#[cfg(test)]
mod tests {
    use super::*;
    use crate::test_support::FakeHost;

    fn controller() -> MatchController {
        MatchController::new(
            TeamAssignment {
                team_one: TeamColor::Red,
                team_two: TeamColor::Blue,
            },
            DEFAULT_ROLL_CALL_SECS,
            0,
        )
    }

    fn participant(identity: &str, color: TeamColor) -> Participant {
        Participant {
            identity: identity.to_string(),
            callsign: format!("player-{identity}"),
            ip_address: "10.0.0.1".to_string(),
            team_name: String::new(),
            team_color: color,
        }
    }

    /// Official match whose game has been running for `elapsed` seconds.
    fn running_official(host: &mut FakeHost, elapsed: f64) -> MatchController {
        let mut matches = controller();
        let caller = host.player(1);
        matches.start_official(host, &caller, 10).unwrap();
        host.finish_countdown();
        matches.on_game_start(host);
        host.now += elapsed;
        matches
    }

    #[test]
    fn test_official_needs_two_per_team() {
        let mut host = FakeHost::new();
        host.add_player(1, "101", "alpha", TeamColor::Red);
        host.add_player(2, "102", "bravo", TeamColor::Red);
        host.add_player(3, "201", "charlie", TeamColor::Blue);
        let caller = host.player(1);
        let mut matches = controller();

        let err = matches.start_official(&mut host, &caller, 10).unwrap_err();
        assert_eq!(
            err.to_string(),
            "You may not have an official match with less than 2 players per team."
        );
        assert!(matches.current().is_inactive());
        assert!(host.countdowns_started.is_empty());

        host.add_player(4, "202", "delta", TeamColor::Blue);
        matches.start_official(&mut host, &caller, 10).unwrap();
        assert!(matches.current().is_official());
        assert_eq!(host.countdowns_started, vec![10]);
        assert_eq!(
            host.last_message_to(Recipient::All).as_deref(),
            Some("Official match started by alpha.")
        );
    }

    #[test]
    fn test_observers_cannot_start_matches() {
        let mut host = FakeHost::with_two_on_two();
        let observer = host.add_player(9, "909", "watcher", TeamColor::Observer);
        let mut matches = controller();
        assert!(matches!(
            matches.start_fun(&mut host, &observer, 10),
            Err(CommandError::PermissionDenied(_))
        ));
        assert!(matches!(
            matches.start_official(&mut host, &observer, 10),
            Err(CommandError::PermissionDenied(_))
        ));
        assert!(matches.current().is_inactive());
    }

    #[test]
    fn test_only_one_match_at_a_time() {
        let mut host = FakeHost::with_two_on_two();
        let caller = host.player(1);
        let mut matches = controller();
        matches.start_fun(&mut host, &caller, 10).unwrap();
        let err = matches.start_official(&mut host, &caller, 10).unwrap_err();
        assert_eq!(
            err.to_string(),
            "There is already a game in progress; you cannot start another."
        );
        assert!(matches!(matches.current(), Match::Fun(_)));
        assert_eq!(host.countdowns_started.len(), 1);
    }

    #[test]
    fn test_cannot_start_over_host_countdown() {
        let mut host = FakeHost::with_two_on_two();
        host.finish_countdown();
        let caller = host.player(1);
        let mut matches = controller();
        assert!(matches.start_fun(&mut host, &caller, 10).is_err());
        assert!(matches.current().is_inactive());
    }

    #[test]
    fn test_game_start_discards_countdown_captures() {
        let mut host = FakeHost::with_two_on_two();
        let caller = host.player(1);
        let mut matches = controller();
        matches.start_official(&mut host, &caller, 10).unwrap();
        matches.on_capture(TeamColor::Red);
        matches.on_capture(TeamColor::Blue);
        matches.on_capture(TeamColor::Red);

        host.finish_countdown();
        matches.on_game_start(&host);
        let state = matches.current().state().unwrap();
        assert_eq!((state.team_one_points, state.team_two_points), (0, 0));
        assert_eq!(state.start_time, Some(host.now));
        assert_eq!(state.planned_duration, 900.0);
    }

    #[test]
    fn test_captures_ignored_without_match() {
        let mut matches = controller();
        matches.on_capture(TeamColor::Red);
        assert!(matches.current().is_inactive());
    }

    #[test]
    fn test_captures_count_for_fun_matches() {
        let mut host = FakeHost::with_two_on_two();
        let caller = host.player(3);
        let mut matches = controller();
        matches.start_fun(&mut host, &caller, 5).unwrap();
        host.finish_countdown();
        matches.on_game_start(&host);
        matches.on_capture(TeamColor::Blue);
        matches.on_capture(TeamColor::Green);
        let state = matches.current().state().unwrap();
        assert_eq!((state.team_one_points, state.team_two_points), (0, 1));
    }

    #[test]
    fn test_cancel_rejected_during_countdown() {
        let mut host = FakeHost::with_two_on_two();
        let caller = host.player(1);
        let mut matches = controller();
        matches.start_official(&mut host, &caller, 10).unwrap();
        let err = matches.cancel(&mut host, &caller, "requested").unwrap_err();
        assert_eq!(err.to_string(), "You may only cancel a match after it has started.");
        assert_eq!(host.games_ended, 0);
    }

    #[test]
    fn test_cancel_marks_official_and_ends_game() {
        let mut host = FakeHost::with_two_on_two();
        let mut matches = running_official(&mut host, 60.0);
        let caller = host.player(2);
        matches
            .cancel(&mut host, &caller, "Official match cancellation requested by bravo")
            .unwrap();
        assert_eq!(host.games_ended, 1);
        let outcome = matches.on_game_end(host.utc);
        assert_eq!(
            outcome,
            MatchOutcome::OfficialCanceled {
                reason: "Official match cancellation requested by bravo".to_string(),
                team_names: TeamNames::default(),
            }
        );
        assert!(matches.current().is_inactive());
    }

    #[test]
    fn test_cancel_fun_match_announces() {
        let mut host = FakeHost::with_two_on_two();
        let caller = host.player(1);
        let mut matches = controller();
        matches.start_fun(&mut host, &caller, 10).unwrap();
        host.finish_countdown();
        matches.on_game_start(&host);
        matches.cancel(&mut host, &caller, "ignored").unwrap();
        assert_eq!(
            host.last_message_to(Recipient::All).as_deref(),
            Some("Fun match ended by alpha")
        );
        assert_eq!(matches.on_game_end(host.utc), MatchOutcome::FunMatchCompleted);
    }

    #[test]
    fn test_cancel_without_game() {
        let mut host = FakeHost::with_two_on_two();
        let caller = host.player(1);
        let err = controller().cancel(&mut host, &caller, "x").unwrap_err();
        assert_eq!(err.to_string(), "There is no match in progress to cancel.");
    }

    #[test]
    fn test_finish_before_half_is_rejected() {
        let mut host = FakeHost::with_two_on_two();
        let mut matches = running_official(&mut host, 300.0);
        let caller = host.player(1);
        let err = matches.finish_early(&mut host, &caller).unwrap_err();
        let lines: Vec<String> = err.to_string().lines().map(str::to_string).collect();
        assert_eq!(lines.len(), 2);
        assert!(lines[1].contains("/cancel"));
        assert_eq!(host.games_ended, 0);
        assert!(matches.current().is_official());
    }

    #[test]
    fn test_finish_at_half_completes() {
        let mut host = FakeHost::with_two_on_two();
        let mut matches = running_official(&mut host, 450.0);
        matches.official_mut().unwrap().participants = vec![
            participant("101", TeamColor::Red),
            participant("201", TeamColor::Blue),
        ];
        matches.on_capture(TeamColor::Red);
        let caller = host.player(1);
        matches.finish_early(&mut host, &caller).unwrap();
        assert_eq!(host.games_ended, 1);

        match matches.on_game_end(host.utc) {
            MatchOutcome::OfficialCompleted(snapshot) => {
                assert_eq!(snapshot.team_one_points, 1);
                assert_eq!(snapshot.team_two_points, 0);
                assert_eq!(snapshot.duration_secs, 900.0);
                assert_eq!(snapshot.participants.len(), 2);
            }
            other => panic!("unexpected outcome {other:?}"),
        }
    }

    #[test]
    fn test_finish_rejects_fun_matches() {
        let mut host = FakeHost::with_two_on_two();
        let caller = host.player(1);
        let mut matches = controller();
        matches.start_fun(&mut host, &caller, 10).unwrap();
        host.finish_countdown();
        matches.on_game_start(&host);
        let err = matches.finish_early(&mut host, &caller).unwrap_err();
        assert_eq!(err.to_string(), "You cannot /finish a fun match. Use /cancel instead.");
    }

    #[test]
    fn test_all_players_leaving_cancels_official() {
        let mut host = FakeHost::with_two_on_two();
        let mut matches = running_official(&mut host, 120.0);
        assert!(!matches.on_all_players_left(&mut host));

        host.remove_competitors();
        assert!(matches.on_all_players_left(&mut host));
        assert_eq!(host.games_ended, 1);
        assert_eq!(
            matches.on_game_end(host.utc),
            MatchOutcome::OfficialCanceled {
                reason: ALL_PLAYERS_LEFT_REASON.to_string(),
                team_names: TeamNames::default(),
            }
        );
    }

    #[test]
    fn test_missing_participants_outcome() {
        let mut host = FakeHost::with_two_on_two();
        let mut matches = running_official(&mut host, 900.0);
        assert_eq!(
            matches.on_game_end(host.utc),
            MatchOutcome::OfficialMissingParticipants {
                team_names: TeamNames::default(),
            }
        );
        assert!(matches.current().is_inactive());
    }

    #[test]
    fn test_game_end_without_match_is_fun() {
        let mut matches = controller();
        assert_eq!(
            matches.on_game_end(FakeHost::new().utc),
            MatchOutcome::FunMatchCompleted
        );
    }
}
====================
The problem
Take the lines from the top of the data through the one that contains "let mut host = FakeHost::new();" and copy them exactly, leaving out every line after it.

Output below
#[cfg(test)]
mod tests {
    use super::*;
    use crate::test_support::FakeHost;

    fn controller() -> MatchController {
        MatchController::new(
            TeamAssignment {
                team_one: TeamColor::Red,
                team_two: TeamColor::Blue,
            },
            DEFAULT_ROLL_CALL_SECS,
            0,
        )
    }

    fn participant(identity: &str, color: TeamColor) -> Participant {
        Participant {
            identity: identity.to_string(),
            callsign: format!("player-{identity}"),
            ip_address: "10.0.0.1".to_string(),
            team_name: String::new(),
            team_color: color,
        }
    }

    /// Official match whose game has been running for `elapsed` seconds.
    fn running_official(host: &mut FakeHost, elapsed: f64) -> MatchController {
        let mut matches = controller();
        let caller = host.player(1);
        matches.start_official(host, &caller, 10).unwrap();
        host.finish_countdown();
        matches.on_game_start(host);
        host.now += elapsed;
        matches
    }

    #[test]
    fn test_official_needs_two_per_team() {
        let mut host = FakeHost::new();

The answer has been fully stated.